Dataset excerpts
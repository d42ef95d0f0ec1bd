use thiserror::Error;

use crate::hash::ObjectId;

/// Errors produced by the large-blob subsystem.
///
/// These map 1:1 onto the error kinds a host VCS needs to distinguish:
/// a corrupt read is not the same failure as a network-unreachable
/// alternate, and callers branch on which one they got.
#[derive(Debug, Error)]
pub enum Error {
    #[error("io error: {0}")]
    Io(#[from] std::io::Error),

    #[error("object {oid} has unexpected type: expected {expected}, found {found}")]
    CorruptType {
        oid: ObjectId,
        expected: &'static str,
        found: String,
    },

    #[error("invalid format: {0}")]
    InvalidFormat(String),

    #[error("bupchunk verification failed: expected {expected}, got {actual}")]
    VerificationFailed { expected: ObjectId, actual: ObjectId },

    #[error("oid mismatch on write: expected {expected}, got {actual}")]
    OidMismatch { expected: ObjectId, actual: ObjectId },

    #[error("alternate store uses an incompatible hash algorithm")]
    IncompatibleHash,

    #[error("unsupported remote url: {0}")]
    UnsupportedUrl(String),

    #[error("offload policy error: {0}")]
    PolicyError(String),

    #[error("callback aborted the operation")]
    CallbackAborted,

    #[error("local unlink raced with another process: {0}")]
    ReadRemovedRace(std::io::Error),

    #[error("invalid digest length: {0}")]
    InvalidDigestLen(usize),
}

pub type Result<T> = std::result::Result<T, Error>;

What the exercise asks — Your task is to return each line of the data above that contains the string "ObjectId".

Answer box —
use crate::hash::ObjectId;
        oid: ObjectId,
    VerificationFailed { expected: ObjectId, actual: ObjectId },
    OidMismatch { expected: ObjectId, actual: ObjectId },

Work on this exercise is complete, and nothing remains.